This cross-sectional (retrospective) study was conducted to assess the occurrence of refractive errors among primary school children in Babylon, Iraq. The findings revealed a prevalence of 19.3% for refractive errors. Among these, myopia emerged as the most prevalent condition, accounting for 47.0% of all identified refractive errors.
Our study encompassed a sample size of 1014 students, which is notably larger compared to Mohammed's study involving 680 students [11], and RafeaA's study with 592 students [12]. Moreover, our study revealed a distribution of 41.7% male and 58.3% female participants. However, in Rafea A F's study [13], the male-female distribution was 51.9% and 48.1% respectively, and in Noor H A's study [14], it was 44.8% male and 55.2% female. These discrepancies in percentage distributions in our study could be attributed to the selection of a more extensive sample size. Indeed, the actual prevalence of myopia among schoolchildren in our study was determined to be 19.3%. It's worth noting that our findings differed from those reported in the study conducted by MUKAZHANOVA, where a higher prevalence of refractive error, specifically 31.6%, was observed [15]. In this study conducted in Babylon, Iraq, the occurrence of refractive error was determined to be 18% among students from two primary schools. This prevalence rate is lower than the 26.73% reported in a study involving college students in Iraq [15]. However, the prevalence rates found in other studies, such as the one in Kathmandu, Nepal [14] (8.1%), Chile [5] (8.8%), and by Zhao J [16] (11.3%), were more in line with the findings of our study. Furthermore, the prevalence of myopia, at 9.1%, closely resembled that reported among the Malay population in East Malaysia [17] (6.0%), as well as the study by Murthy GV [18] (8.4%). However, the myopia prevalence in our study was higher than the study conducted in Kathmandu, Nepal [14] (4.3%). Similarly, the prevalence of hypermetropia, at 7.2%, is closely aligned with findings from the study by Murthy GV [18] (6.2%) and Chile [5] (7.2%). Discrepancies were noted in other studies, such as Nepal [14] (1.4%) and Wadaani FA [19] (1.7%).

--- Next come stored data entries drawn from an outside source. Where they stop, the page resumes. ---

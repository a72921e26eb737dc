/// Build the ordered list of search phrases for a base query.
///
/// Biased variants come first (they steer the provider toward canonical
/// studio releases); the unmodified phrase always comes last so at least one
/// unbiased attempt is made. The result is deduplicated and never empty.
pub fn query_variants(base: &str) -> Vec<String> {
    let q = base.trim();
    let mut variants = Vec::new();
    if !q.to_lowercase().contains("official") {
        variants.push(format!("{q} official audio"));
    }
    variants.push(q.to_string());
    variants
}
use std::cmp::Ordering;
use std::collections::HashSet;

use serde::Deserialize;
use tracing::debug;

/// One entry from a provider search.
#[derive(Debug, Clone, Deserialize)]
pub struct SearchCandidate {
    pub id: String,
    #[serde(default)]
    pub title: Option<String>,
    #[serde(default)]
    pub uploader: Option<String>,
    #[serde(default)]
    pub duration: Option<f64>,
    #[serde(default, rename = "webpage_url")]
    pub web_url: Option<String>,
}

/// A candidate plus its computed score.
#[derive(Debug, Clone)]
pub struct RankedCandidate {
    pub candidate: SearchCandidate,
    pub score: f64,
}

// Duration bands, in seconds. The ideal band is a typical full song; below
// the short cutoff is almost always a clip, above the long cutoff a mix.
const IDEAL_BAND: (f64, f64) = (150.0, 360.0);
const ACCEPTABLE_BAND: (f64, f64) = (120.0, 600.0);
const SHORT_CUTOFF: f64 = 120.0;

/// Deduplicate by id (first occurrence wins), score each candidate against
/// the query, and return them in descending score order. Ties keep the
/// provider's original relative order.
pub fn rank_candidates(candidates: Vec<SearchCandidate>, query: &str) -> Vec<RankedCandidate> {
    let mut seen = HashSet::new();
    let mut ranked: Vec<RankedCandidate> = candidates
        .into_iter()
        .filter(|c| seen.insert(c.id.clone()))
        .map(|c| RankedCandidate {
            score: score_candidate(&c, query),
            candidate: c,
        })
        .collect();

    ranked.sort_by(|a, b| b.score.partial_cmp(&a.score).unwrap_or(Ordering::Equal));

    for (i, rc) in ranked.iter().take(5).enumerate() {
        debug!(
            rank = i + 1,
            title = rc.candidate.title.as_deref().unwrap_or(""),
            score = rc.score,
            duration = rc.candidate.duration.unwrap_or(0.0),
            "ranked candidate"
        );
    }

    ranked
}

/// Additive heuristic score. The constants are policy, not a contract; the
/// shape (duration bands, keyword bonuses/penalties, query overlap) is what
/// matters.
fn score_candidate(candidate: &SearchCandidate, query: &str) -> f64 {
    let title = candidate.title.as_deref().unwrap_or("").to_lowercase();
    let uploader = candidate.uploader.as_deref().unwrap_or("").to_lowercase();
    let duration = candidate.duration.unwrap_or(0.0);

    let mut score = 0.0;

    if duration >= IDEAL_BAND.0 && duration <= IDEAL_BAND.1 {
        score += 150.0;
    } else if duration >= ACCEPTABLE_BAND.0 && duration <= ACCEPTABLE_BAND.1 {
        score += 80.0;
    } else if duration < SHORT_CUTOFF {
        score -= 100.0;
    } else {
        score -= 50.0;
    }

    if ["official", "original", "full", "audio"].iter().any(|k| title.contains(k)) {
        score += 60.0;
    }
    if ["clip", "klip", "music video"].iter().any(|k| title.contains(k)) {
        score += 30.0;
    }
    // "mix" also covers "remix"
    if title.contains("mix") {
        score -= 40.0;
    }
    if title.contains("live") {
        score -= 30.0;
    }
    if duration < SHORT_CUTOFF
        && ["short", "reel", "clip"].iter().any(|k| title.contains(k))
    {
        score -= 100.0;
    }

    if ["official", "vevo", "topic", "music"].iter().any(|k| uploader.contains(k)) {
        score += 70.0;
    }

    // Fraction of query words (bias qualifiers stripped) found in the title
    // or channel name, scaled to a bounded bonus.
    let stripped = query.to_lowercase().replace("official", "").replace("audio", "");
    let words: Vec<&str> = stripped.split_whitespace().collect();
    if !words.is_empty() {
        let matched = words
            .iter()
            .filter(|w| title.contains(*w) || uploader.contains(*w))
            .count();
        score += matched as f64 / words.len() as f64 * 100.0;
    }

    score
}
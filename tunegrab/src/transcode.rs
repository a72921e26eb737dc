use std::path::{Path, PathBuf};

use tracing::{info, warn};

use crate::error::{Error, Result};

// Fixed target format for extracted audio.
const SAMPLE_RATE: &str = "44100";
const CHANNELS: &str = "2";
const BITRATE: &str = "192k";

/// Extract an audio-only mp3 from a video file via ffmpeg.
///
/// Success is judged by the output file existing afterwards, not by the
/// process exit code — ffmpeg sometimes reports non-fatal stream warnings
/// through a non-zero status.
pub async fn extract_audio(video: &Path, output: &Path) -> Result<PathBuf> {
    info!(video = %video.display(), output = %output.display(), "extracting audio from video");

    let result = tokio::process::Command::new("ffmpeg")
        .args(["-nostdin", "-i"])
        .arg(video)
        .args(["-vn", "-ar", SAMPLE_RATE, "-ac", CHANNELS, "-b:a", BITRATE])
        .arg(output)
        .arg("-y")
        .kill_on_drop(true)
        .output()
        .await
        .map_err(|e| {
            if e.kind() == std::io::ErrorKind::NotFound {
                Error::ExtractionTool("ffmpeg not found — install with: apt install ffmpeg".into())
            } else {
                Error::ExtractionTool(format!("failed to run ffmpeg: {e}"))
            }
        })?;

    if !output.exists() {
        let stderr = String::from_utf8_lossy(&result.stderr);
        let stderr_truncated: String = stderr.chars().take(1000).collect();
        return Err(Error::ExtractionTool(format!(
            "ffmpeg produced no output: {stderr_truncated}"
        )));
    }

    if !result.status.success() {
        warn!(status = %result.status, "ffmpeg exited non-zero but output file exists");
    }

    Ok(output.to_path_buf())
}
use std::path::PathBuf;
use std::time::Duration;

use clap::Parser;
use tunegrab::{is_post_url, FetchOptions};

#[derive(Parser)]
#[command(name = "tunegrab", about = "Download a song from a post URL or free-text search")]
struct Cli {
    /// Post URL or free-text song query.
    input: String,

    /// Directory for downloaded artifacts.
    #[arg(short, long, default_value = "downloads")]
    output: PathBuf,

    /// Number of tracks to fetch in search mode.
    #[arg(short, long, default_value = "1")]
    limit: usize,

    /// Abort the attempt after this many seconds.
    #[arg(long)]
    timeout: Option<u64>,
}

fn format_size(bytes: u64) -> String {
    format!("{:.1} MB", bytes as f64 / (1024.0 * 1024.0))
}

#[tokio::main]
async fn main() {
    let cli = Cli::parse();

    tracing_subscriber::fmt()
        .with_env_filter(
            tracing_subscriber::EnvFilter::from_default_env()
                .add_directive("tunegrab=info".parse().unwrap()),
        )
        .with_writer(std::io::stderr)
        .init();

    let mut options = FetchOptions::new().output_dir(cli.output);
    if let Some(secs) = cli.timeout {
        options = options.deadline(Duration::from_secs(secs));
    }

    if is_post_url(&cli.input) {
        match tunegrab::resolve_post_with_options(&cli.input, &options).await {
            Ok(resolved) => {
                if !resolved.has_media() {
                    eprintln!("Could not download anything from that post.");
                    std::process::exit(1);
                }
                if let Some(identity) = &resolved.identity {
                    println!("Song: {identity}");
                }
                for (label, artifact) in [("Video", &resolved.video), ("Audio", &resolved.audio)] {
                    if let Some(artifact) = artifact {
                        println!(
                            "{label}: {} ({})",
                            artifact.path.display(),
                            format_size(artifact.size_bytes)
                        );
                    }
                }
            }
            Err(e) => {
                eprintln!("Error: {e}");
                std::process::exit(1);
            }
        }
    } else {
        match tunegrab::find_tracks_with_options(&cli.input, cli.limit, &options).await {
            Ok(tracks) if tracks.is_empty() => {
                println!("No matching track found for '{}'.", cli.input);
            }
            Ok(tracks) => {
                for (i, track) in tracks.iter().enumerate() {
                    println!(
                        "{}. {} - {} ({}, {})",
                        i + 1,
                        track.artist.as_deref().unwrap_or("Unknown"),
                        track.title.as_deref().unwrap_or("Unknown"),
                        track.path.display(),
                        format_size(track.size_bytes),
                    );
                }
            }
            Err(e) => {
                eprintln!("Error: {e}");
                std::process::exit(1);
            }
        }
    }
}
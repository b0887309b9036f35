//! Capacity & Admission (C4, spec.md §4.4): pure decision functions, no I/O and no mutation.
//! The orchestrator calls these to decide where a prospective registration lands, then applies
//! the result through [`crate::registration::RegistrationStore`].

use crate::event::Event;
use chrono::{DateTime, Utc};

/// Remaining confirmed-list capacity. `None` is `max_capacity == None` (unlimited).
pub fn remaining(event: &Event, head_count: u32) -> Option<u32> {
    event
        .max_capacity
        .map(|cap| cap.saturating_sub(head_count))
}

/// Spec.md §4.4: archived, closed, or past-deadline events block *confirmation* but still
/// accept waitlist joins (the external UI is assumed to only expose a "join waitlist" control
/// in that state).
pub fn blocked(event: &Event, now: DateTime<Utc>) -> bool {
    event.archived || !event.open || event.is_past_deadline(now)
}

#[derive(Debug, Clone, Copy, PartialEq, Eq)]
pub enum AdmissionDecision {
    Confirm,
    /// `group_too_large` is set when the party didn't fit remaining capacity (as opposed to
    /// capacity being fully exhausted, or the event being blocked) — distinguishes the "group
    /// too large" notice spec.md §4.4 calls for.
    Waitlist { group_too_large: bool },
}

/// Decides whether a prospective registration of `party_size` should be confirmed or
/// waitlisted, per the table in spec.md §4.4.
pub fn decide_admission(event: &Event, head_count: u32, party_size: u32, now: DateTime<Utc>) -> AdmissionDecision {
    if blocked(event, now) {
        return AdmissionDecision::Waitlist {
            group_too_large: false,
        };
    }

    match remaining(event, head_count) {
        None => AdmissionDecision::Confirm,
        Some(0) => AdmissionDecision::Waitlist {
            group_too_large: false,
        },
        Some(r) if party_size > r => AdmissionDecision::Waitlist {
            group_too_large: true,
        },
        Some(_) => AdmissionDecision::Confirm,
    }
}

/// True exactly on the transition where a confirm brought `head_count` to precisely
/// `max_capacity` (spec.md §4.4's "capacity reached" notification, fired only once by
/// construction since it's an equality check on a monotonically-confirmed head count).
pub fn capacity_just_reached(event: &Event, head_count_before: u32, head_count_after: u32) -> bool {
    match event.max_capacity {
        Some(cap) => head_count_before < cap && head_count_after == cap,
        None => false,
    }
}

#[cfg(test)]
mod tests {
    use super::*;
    use chrono::TimeZone;

    fn base_event() -> Event {
        Event {
            name: "Meetup".into(),
            venue: "".into(),
            address: "".into(),
            maps_link: "".into(),
            start_time: Utc.with_ymd_and_hms(2030, 1, 1, 0, 0, 0).unwrap(),
            deadline: None,
            channel_id: None,
            thread_id: None,
            message_id: None,
            open: true,
            archived: false,
            drinks: vec![],
            max_capacity: Some(4),
            creator_id: None,
            closed_attendance_count: None,
            ping_role_id: None,
            role_id: None,
        }
    }

    fn now() -> DateTime<Utc> {
        Utc.with_ymd_and_hms(2025, 1, 1, 0, 0, 0).unwrap()
    }

    #[test]
    fn test_confirms_when_room() {
        let event = base_event();
        assert_eq!(
            decide_admission(&event, 0, 2, now()),
            AdmissionDecision::Confirm
        );
    }

    #[test]
    fn test_waitlist_group_too_large() {
        let event = base_event();
        assert_eq!(
            decide_admission(&event, 2, 3, now()),
            AdmissionDecision::Waitlist {
                group_too_large: true
            }
        );
    }

    #[test]
    fn test_waitlist_when_full() {
        let event = base_event();
        assert_eq!(
            decide_admission(&event, 4, 1, now()),
            AdmissionDecision::Waitlist {
                group_too_large: false
            }
        );
    }

    #[test]
    fn test_blocked_event_waitlists_even_with_room() {
        let mut event = base_event();
        event.open = false;
        assert_eq!(
            decide_admission(&event, 0, 1, now()),
            AdmissionDecision::Waitlist {
                group_too_large: false
            }
        );
    }

    #[test]
    fn test_unlimited_capacity_always_confirms_when_not_blocked() {
        let mut event = base_event();
        event.max_capacity = None;
        assert_eq!(
            decide_admission(&event, 1000, 6, now()),
            AdmissionDecision::Confirm
        );
    }

    #[test]
    fn test_capacity_reached_fires_once_on_exact_transition() {
        let event = base_event(); // max_capacity = 4
        assert!(capacity_just_reached(&event, 2, 4));
        assert!(!capacity_just_reached(&event, 4, 4));
        assert!(!capacity_just_reached(&event, 3, 5));
    }
}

The prevalence of astigmatism, at 3.0%, closely resembled the findings from the study in Nepal [14] (2.4%), while diverging significantly from the study by Rose KA [20] (15%). These may include the definition of study populations, definition of myopia, hyperopia, and astigmatism, methods of measurement, and the types of environments- all factors considered. However, as only students with visual acuity of ≤ 0.30 (6/12) were collected, many students with a low degree of refractive error may have gone undetected. Hyperopic children may compensate by accommodation, while some myopic children may squint, masking the actual level of poor visual acuity [21,22].

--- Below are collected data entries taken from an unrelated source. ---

#[derive(Derivative)]
#[derivative(Debug)]
pub struct Engine {
    #[derivative(Debug = "ignore")]
    state: RwLock<State>,
    clock: SharedClock,
    scheduler: Arc<AlertScheduler>,
    #[derivative(Debug = "ignore")]
    chat: Arc<dyn ChatClient>,
    events_store: crate::store::PersistentStore<Value>,
    responses_store: crate::store::PersistentStore<Value>,
}

impl Engine {
    /// Opens the backing stores, loads both caches (applying any legacy-format migration), and
    /// starts the alert scheduler's once-a-minute worker loop.
    pub async fn open(config: &Config, clock: SharedClock, chat: Arc<dyn ChatClient>) -> anyhow::Result<Arc<Self>> {
        let events_store = crate::store::PersistentStore::open(&config.events_file).await?;
        let responses_store = crate::store::PersistentStore::open(&config.responses_file).await?;

        let events = load_events(&events_store).await;
        let registrations = load_responses(&responses_store, Path::new(&config.waitlist_file)).await;

        let engine = Arc::new(Engine {
            state: RwLock::new(State { events, registrations }),
            scheduler: Arc::new(AlertScheduler::new(clock.clone())),
            clock,
            chat,
            events_store,
            responses_store,
        });

        // spec.md §4.1: "after merge, save once and do not re-migrate." Writing back here, before
        // anything else touches the stores, retires the legacy `waitlist.json` file and rewrites
        // `events.json`/`responses.json` in current-format shape even if the process never
        // receives a single mutating command before its next restart.
        {
            let state = engine.state.read().await;
            if let Err(err) = engine.persist(&state).await {
                error!(error = ?err, "failed to persist migrated stores on startup");
            }
        }

        engine.recover_schedule().await;
        Arc::clone(&engine.scheduler).start(Arc::clone(&engine));
        Ok(engine)
    }

    /// Re-registers reminder/auto-close tasks for every known event after a restart. Offsets
    /// that have already passed are silently skipped (`AlertScheduler::register` rejects them).
    async fn recover_schedule(&self) {
        let state = self.state.read().await;
        for event in state.events.all() {
            self.schedule_event_tasks(event).await;
        }
    }

    async fn schedule_event_tasks(&self, event: &Event) {
        if event.archived {
            return;
        }
        let Some(deadline) = event.deadline else { return };
        let Some(channel_id) = event.thread_id.or(event.channel_id) else { return };

        for offset in REMINDER_OFFSETS.iter() {
            let fire_at = deadline - *offset;
            let label = format!("{} reminder ({}h)", event.name, offset.num_hours());
            let _ = self
                .scheduler
                .register(
                    fire_at,
                    Task::SendMessage {
                        channel_id,
                        text: reminder_text(event, *offset),
                    },
                    &label,
                )
                .await;
        }

        if event.open {
            let label = format!("{} auto-close", event.name);
            let _ = self
                .scheduler
                .register(
                    deadline,
                    Task::AutoClose {
                        event_name: event.name.clone(),
                        message: auto_close_text(event),
                    },
                    &label,
                )
                .await;
        }
    }

    async fn persist(&self, state: &State) -> anyhow::Result<()> {
        save_events(&self.events_store, &state.events).await?;
        save_responses(&self.responses_store, &state.events, &state.registrations).await?;
        Ok(())
    }

    /// The returned plan only ever contains a `SendMessage` for the announcement — no
    /// `message_id` is known yet to pin against. The caller applies the plan with
    /// [`crate::chat::apply_plan`], then passes the ID it gets back from the `SendMessage`
    /// outcome to [`Engine::record_message_id`], whose own returned plan is what actually pins
    /// the announcement.
    pub async fn create_event(&self, fields: NewEvent) -> OpResult<(Event, Plan)> {
        let now = self.clock.now();
        let event = {
            let mut state = self.state.write().await;
            let event = state.events.add(fields, now)?.clone();
            if let Err(err) = self.persist(&state).await {
                error!(error = ?err, "failed to persist after create_event");
            }
            event
        };

        self.schedule_event_tasks(&event).await;

        let plan = match event.thread_id.or(event.channel_id) {
            Some(channel_id) => vec![Effect::SendMessage {
                channel_id,
                content: announcement_text(&event),
            }],
            None => vec![],
        };
        Ok((event, plan))
    }

    /// Records the message ID of an event's announcement once the caller has actually sent it
    /// (spec.md §3.2: participants RSVP "through an interactive form attached to a pinned
    /// message", so the engine needs to remember which message that is). Returns the follow-up
    /// plan to pin it; the caller should check [`crate::chat::PlanOutcome::pin_failure`] after
    /// applying that plan, since spec.md §7 surfaces pin failures rather than swallowing them.
    pub async fn record_message_id(&self, name: &str, message_id: u64) -> OpResult<Plan> {
        let event = {
            let mut state = self.state.write().await;
            state.events.set_message_id(name, message_id)?;
            let event = state.events.get(name)?.clone();
            if let Err(err) = self.persist(&state).await {
                error!(error = ?err, "failed to persist after record_message_id");
            }
            event
        };

        Ok(match event.thread_id.or(event.channel_id) {
            Some(channel_id) => vec![Effect::PinMessage { channel_id, message_id }],
            None => vec![],
        })
    }

    pub async fn modify_event(&self, name: &str, patch: EventPatch) -> OpResult<(Event, Plan)> {
        let now = self.clock.now();
        let (event, promoted, deadline_changed) = {
            let mut state = self.state.write().await;
            let before = state.events.get(name)?.clone();
            let head_count = state.registrations.head_count(name);
            let waitlist_non_empty = !state.registrations.get_waitlist(name).is_empty();

            let event = state
                .events
                .update(name, patch, head_count, waitlist_non_empty, now)?
                .clone();

            // C5 trigger (b): a capacity increase may free up room for waitlisted users.
            let promoted = match (before.max_capacity, event.max_capacity) {
                (Some(old), Some(new)) if new > old => {
                    promotion::promote(&event, &mut state.registrations, promotion::PromotionTrigger::CapacityIncrease)
                }
                (Some(_), None) => {
                    promotion::promote(&event, &mut state.registrations, promotion::PromotionTrigger::CapacityIncrease)
                }
                _ => Vec::new(),
            };

            if let Err(err) = self.persist(&state).await {
                error!(error = ?err, "failed to persist after modify_event");
            }
            (event, promoted, before.deadline != event.deadline)
        };

        // Deadline changes re-register reminders/auto-close at the new offsets (spec.md §4.6).
        if deadline_changed {
            self.schedule_event_tasks(&event).await;
        }

        let plan = promoted
            .iter()
            .map(|a| Effect::DmUser {
                user_id: a.user_id,
                content: promotion_text(&event),
            })
            .collect();
        Ok((event, plan))
    }

    /// `close_message`, if given, is posted to the event's thread in addition to the pinned
    /// message refresh (spec.md §4.7 "close").
    pub async fn close_event(&self, name: &str, close_message: Option<String>) -> OpResult<(Event, Plan)> {
        let mut state = self.state.write().await;
        let head_count = state.registrations.head_count(name);
        let event = state.events.set_open_status(name, false, head_count)?.clone();
        if let Err(err) = self.persist(&state).await {
            error!(error = ?err, "failed to persist after close_event");
        }
        drop(state);

        let mut plan = pinned_message_refresh(&event);
        if let (Some(message), Some(channel_id)) = (close_message, event.thread_id.or(event.channel_id)) {
            plan.push(Effect::SendMessage { channel_id, content: message });
        }
        Ok((event, plan))
    }

    pub async fn reopen_event(&self, name: &str) -> OpResult<(Event, Vec<Attendee>, Plan)> {
        let (event, promoted) = {
            let mut state = self.state.write().await;
            let event = state.events.set_open_status(name, true, 0)?.clone();
            let promoted = promotion::promote(&event, &mut state.registrations, promotion::PromotionTrigger::Reopen);
            if let Err(err) = self.persist(&state).await {
                error!(error = ?err, "failed to persist after reopen_event");
            }
            (event, promoted)
        };

        let mut plan = pinned_message_refresh(&event);
        plan.extend(promoted.iter().map(|a| Effect::DmUser {
            user_id: a.user_id,
            content: promotion_text(&event),
        }));
        Ok((event, promoted, plan))
    }

    /// `guild_id` is supplied by the caller from its own command context (spec.md §1: the core
    /// holds no notion of "which guild" an event belongs to) and is only used to scope the
    /// best-effort role-deletion effect.
    pub async fn archive_event(&self, name: &str, guild_id: Option<u64>) -> OpResult<(Event, Plan)> {
        let mut state = self.state.write().await;
        let event = state.events.archive(name)?.clone();
        if let Err(err) = self.persist(&state).await {
            error!(error = ?err, "failed to persist after archive_event");
        }
        drop(state);

        let mut plan = Vec::new();
        if let Some(channel_id) = event.thread_id.or(event.channel_id) {
            if let Some(message_id) = event.message_id {
                plan.push(Effect::EditMessage {
                    channel_id,
                    message_id,
                    content: archived_text(&event),
                });
            }
        }
        // Role deletion is best-effort and must not block archival (spec.md §4.7): it's just
        // another entry in the plan, applied outside the lock and logged-and-continued on
        // failure by `crate::chat::apply_plan`.
        if let (Some(guild_id), Some(role_id)) = (guild_id, event.role_id) {
            plan.push(Effect::DeleteRole { guild_id, role_id });
        }
        Ok((event, plan))
    }

    /// Validates and admits a prospective registration (C4), placing it in the confirmed list or
    /// the waitlist per [`admission::decide_admission`].
    pub async fn register(&self, name: &str, mut registrant: Attendee) -> OpResult<(admission::AdmissionDecision, Plan)> {
        let now = self.clock.now();
        let mut state = self.state.write().await;
        let event = state.events.get(name)?.clone();

        registrant.event_name = event.name.clone();
        registrant.timestamp = now;
        registrant.validate(event.has_drinks())?;

        let head_count_before = state.registrations.head_count(&event.name);
        let decision = admission::decide_admission(&event, head_count_before, registrant.party_size(), now);

        match decision {
            admission::AdmissionDecision::Confirm => {
                state.registrations.add_confirmed(&event.name, registrant)?;
            }
            admission::AdmissionDecision::Waitlist { .. } => {
                state.registrations.add_waitlist(&event.name, registrant)?;
            }
        }
        let head_count_after = state.registrations.head_count(&event.name);

        if let Err(err) = self.persist(&state).await {
            error!(error = ?err, "failed to persist after register");
        }

        let mut plan = Vec::new();
        if matches!(decision, admission::AdmissionDecision::Confirm)
            && admission::capacity_just_reached(&event, head_count_before, head_count_after)
        {
            if let Some(channel_id) = event.thread_id.or(event.channel_id) {
                plan.push(Effect::SendMessage {
                    channel_id,
                    content: capacity_reached_text(&event),
                });
            }
        }
        Ok((decision, plan))
    }

    /// Withdraws `user_id` from `name`, trying the confirmed list first. A confirmed withdrawal
    /// triggers promotion (C5); a waitlist withdrawal does not.
    pub async fn withdraw(&self, name: &str, user_id: u64) -> OpResult<(Vec<Attendee>, Plan)> {
        let mut state = self.state.write().await;
        let event = state.events.get(name)?.clone();

        let promoted = if state.registrations.remove_confirmed(&event.name, user_id).is_ok() {
            promotion::promote(&event, &mut state.registrations, promotion::PromotionTrigger::Withdrawal)
        } else {
            state.registrations.remove_waitlist(&event.name, user_id)?;
            Vec::new()
        };

        if let Err(err) = self.persist(&state).await {
            error!(error = ?err, "failed to persist after withdraw");
        }

        let plan = promoted
            .iter()
            .map(|a| Effect::DmUser {
                user_id: a.user_id,
                content: promotion_text(&event),
            })
            .collect();
        Ok((promoted, plan))
    }

    /// Organizer-initiated manual promotion: moves one specific waitlist entry to confirmed,
    /// bypassing FIFO order and the capacity checks the automatic promotion engine applies.
    pub async fn promote_user(&self, name: &str, user_id: u64) -> OpResult<(Attendee, Plan)> {
        let mut state = self.state.write().await;
        let event = state.events.get(name)?.clone();
        let attendee = state.registrations.promote_specific(&event.name, user_id)?;
        state.registrations.push_confirmed_preserving(&event.name, attendee.clone());

        if let Err(err) = self.persist(&state).await {
            error!(error = ?err, "failed to persist after promote_user");
        }

        let mut plan = vec![Effect::DmUser {
            user_id: attendee.user_id,
            content: promotion_text(&event),
        }];
        plan.extend(pinned_message_refresh(&event));
        Ok((attendee, plan))
    }

    pub async fn get_event(&self, name: &str) -> OpResult<Event> {
        self.state.read().await.events.get(name).cloned()
    }
}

The factors associated with refractive errors in primary school children in Babylon were age, hours of reading per day, computer use, and siblings' history of wearing glasses. Gender and parental history of eyeglass-wearing were not significantly associated with refractive errors.

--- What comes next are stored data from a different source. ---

//! Injectable clock (spec.md §9 "Clock boundary"). Every timestamp comparison in the engine —
//! `is_past_deadline`, registration timestamps, the scheduler's minute tick — goes through a
//! `Clock` rather than calling `Utc::now()` directly, so tests can advance time deterministically.
//! Mirrors the `TimeSource` trait the reference architecture uses in its own alert scheduler
//! (`event/alert.rs`), generalized here to the whole engine rather than just the scheduler.

use chrono::{DateTime, Utc};
use std::sync::Arc;

pub trait Clock: Send + Sync + std::fmt::Debug + 'static {
    fn now(&self) -> DateTime<Utc>;
}

#[derive(Debug, Clone, Copy, Default)]
pub struct RealClock;

impl Clock for RealClock {
    #[inline]
    fn now(&self) -> DateTime<Utc> {
        Utc::now()
    }
}

pub type SharedClock = Arc<dyn Clock>;

pub fn real_clock() -> SharedClock {
    Arc::new(RealClock)
}

#[cfg(test)]
pub mod test_support {
    use super::*;
    use parking_lot::Mutex;

    /// A clock that only advances when told to, for deterministic scheduler/deadline tests.
    #[derive(Debug)]
    pub struct TestClock {
        now: Mutex<DateTime<Utc>>,
    }

    impl TestClock {
        pub fn new(start: DateTime<Utc>) -> Arc<Self> {
            Arc::new(TestClock {
                now: Mutex::new(start),
            })
        }

        pub fn advance(&self, delta: chrono::Duration) {
            *self.now.lock() += delta;
        }

        pub fn set(&self, now: DateTime<Utc>) {
            *self.now.lock() = now;
        }
    }

    impl Clock for TestClock {
        fn now(&self) -> DateTime<Utc> {
            *self.now.lock()
        }
    }
}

Our study was cross-sectional, so we could not establish a causal relationship between the associations we observed in the risk factor analyses. Moreover, our measurements were taken once at the beginning of the school year, in the fall. It may have a biased effect in reducing the prevalence of myopia because children may spend more time outdoors in the warm season, especially during the summer holidays, with greater exposure to natural daylight [23,24].